Re: extension patch of CREATE OR REPLACE TRIGGER
От | Wolfgang Walther |
---|---|
Тема | Re: extension patch of CREATE OR REPLACE TRIGGER |
Дата | |
Msg-id | 62b619bf-a20b-927d-b5e4-4281a4923689@technowledgy.de обсуждение исходный текст |
Ответ на | RE: extension patch of CREATE OR REPLACE TRIGGER ("osumi.takamichi@fujitsu.com" <osumi.takamichi@fujitsu.com>) |
Список | pgsql-hackers |
osumi.takamichi@fujitsu.com: >> * I'm a little bit concerned about the semantics of changing the >> tgdeferrable/tginitdeferred properties of an existing trigger.

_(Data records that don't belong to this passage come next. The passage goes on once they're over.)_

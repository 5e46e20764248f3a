//! Tile interaction engine: drag, resize and style-edit dispatch.
//!
//! A pointer-down on a tile is classified into exactly one outcome. Drag and
//! resize become a `TileGesture`, which owns the tile's `Interaction` state
//! and the listener registration for the gesture's lifetime. The gesture
//! writes every pointer tick straight into the tile record, so the canvas
//! always holds the latest geometry.

#[cfg(test)]
#[path = "tile_test.rs"]
mod tile_test;

use crate::doc::{Tile, TileId};
use crate::geom::Point;
use crate::input::{Button, GestureScope, Interaction, PointerCapture, TilePart};

/// What a pointer-down on a tile asks for.
#[derive(Debug, Clone, Copy, PartialEq, Eq)]
pub enum PointerDown {
    StartDrag,
    StartResize,
    ToggleEditor,
    Ignored,
}

/// Classify a pointer-down. Only the primary button does anything; the
/// resize handle is checked before the edit button and the body.
#[must_use]
pub fn classify(button: Button, part: TilePart) -> PointerDown {
    if button != Button::Primary {
        return PointerDown::Ignored;
    }
    match part {
        TilePart::ResizeHandle => PointerDown::StartResize,
        TilePart::EditButton => PointerDown::ToggleEditor,
        TilePart::Body => PointerDown::StartDrag,
    }
}

/// An in-progress drag or resize on one tile.
#[derive(Debug)]
pub struct TileGesture {
    tile_id: TileId,
    interaction: Interaction,
    scope: GestureScope,
}

impl TileGesture {
    /// Start a drag: remember where the pointer grabbed the tile.
    pub fn drag(tile: &Tile, pointer: Point, capture: &mut dyn PointerCapture) -> Self {
        let interaction = Interaction::Dragging { offset: pointer.sub(tile.position), origin: tile.position };
        Self { tile_id: tile.id, interaction, scope: GestureScope::begin(capture) }
    }

    /// Start a resize from the bottom-right handle.
    pub fn resize(tile: &Tile, pointer: Point, capture: &mut dyn PointerCapture) -> Self {
        let interaction = Interaction::Resizing { last_pointer: pointer, orig_size: tile.size() };
        Self { tile_id: tile.id, interaction, scope: GestureScope::begin(capture) }
    }

    #[must_use]
    pub fn tile_id(&self) -> TileId {
        self.tile_id
    }

    #[must_use]
    pub fn interaction(&self) -> Interaction {
        self.interaction
    }

    #[must_use]
    pub fn is_dragging(&self) -> bool {
        matches!(self.interaction, Interaction::Dragging { .. })
    }

    /// Apply one pointer-move tick. Returns true if the tile changed.
    ///
    /// Dragging places the tile at `pointer - offset` without any bounds.
    /// Resizing adds the delta since the previous tick, clamps, and advances
    /// the recorded pointer.
    pub fn track(&mut self, tile: &mut Tile, pointer: Point) -> bool {
        match &mut self.interaction {
            Interaction::Idle => false,
            Interaction::Dragging { offset, .. } => {
                let next = pointer.sub(*offset);
                let changed = next != tile.position;
                tile.position = next;
                changed
            }
            Interaction::Resizing { last_pointer, .. } => {
                let before = tile.size();
                tile.set_size(before.resized_by(pointer.sub(*last_pointer)));
                *last_pointer = pointer;
                tile.size() != before
            }
        }
    }

    /// End the gesture on pointer-up and release its listeners.
    pub fn finish(self, capture: &mut dyn PointerCapture) {
        self.scope.end(capture);
    }

    /// Abort the gesture, restoring the pre-gesture geometry, and release
    /// its listeners. Returns true if the tile changed.
    pub fn cancel(self, tile: &mut Tile, capture: &mut dyn PointerCapture) -> bool {
        let changed = match self.interaction {
            Interaction::Idle => false,
            Interaction::Dragging { origin, .. } => {
                let changed = tile.position != origin;
                tile.position = origin;
                changed
            }
            Interaction::Resizing { orig_size, .. } => {
                let changed = tile.size() != orig_size;
                tile.set_size(orig_size);
                changed
            }
        };
        self.scope.end(capture);
        changed
    }
}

If there are trigger >> events pending, and the trigger is redefined in such a way that those events >> should already have been fired, what then? > OK. I need a discussion about this point. > There would be two ideas to define the behavior of this semantics change, I think. > The first idea is to throw an error that means > the *pending* trigger can't be replaced during the session. > The second one is just to replace the trigger and ignite the new trigger > at the end of the session when its tginitdeferred is set true. > For me, the first one sounds safer. Yet, I'd like to know other opinions. IMHO, constraint triggers should behave the same in that regard as other constraints. I just checked: BEGIN; CREATE TABLE t1 (a int CONSTRAINT u UNIQUE DEFERRABLE INITIALLY DEFERRED); INSERT INTO t1 VALUES (1),(1); ALTER TABLE t1 ALTER CONSTRAINT u NOT DEFERRABLE; will throw with: ERROR: cannot ALTER TABLE "t1" because it has pending trigger events SQL state: 55006 So if a trigger event is pending, CREATE OR REPLACE for that trigger should throw. I think it should do in any case, not just when changing deferrability. This makes it easier to reason about. If the user has a pending trigger, they can still do SET CONSTRAINTS trigger_name IMMEDIATE; to resolve that and then do CREATE OR REPLACE TRIGGER, just like in the ALTER TABLE case. >> regression=# create constraint trigger my_trig after insert on trig_table >> deferrable initially deferred for each row execute procedure >> before_replacement(); CREATE TRIGGER regression=# begin; BEGIN >> regression=*# insert into trig_table default values; INSERT 0 1 regression=*# >> drop trigger my_trig on trig_table; DROP TRIGGER regression=*# commit; >> ERROR: relation 38489 has no triggers > I could reproduce this bug, using the current master without my patch. > So this is another issue. > I'm thinking that throwing an error when *pending* trigger is dropped > makes sense. Does everyone agree with it ? Just tested the same example as above, but with DROP TABLE t1; instead of ALTER TABLE. This throws with: ERROR: cannot DROP TABLE "t1" because it has pending trigger events SQL state: 55006 So yes, your suggestion makes a lot of sense!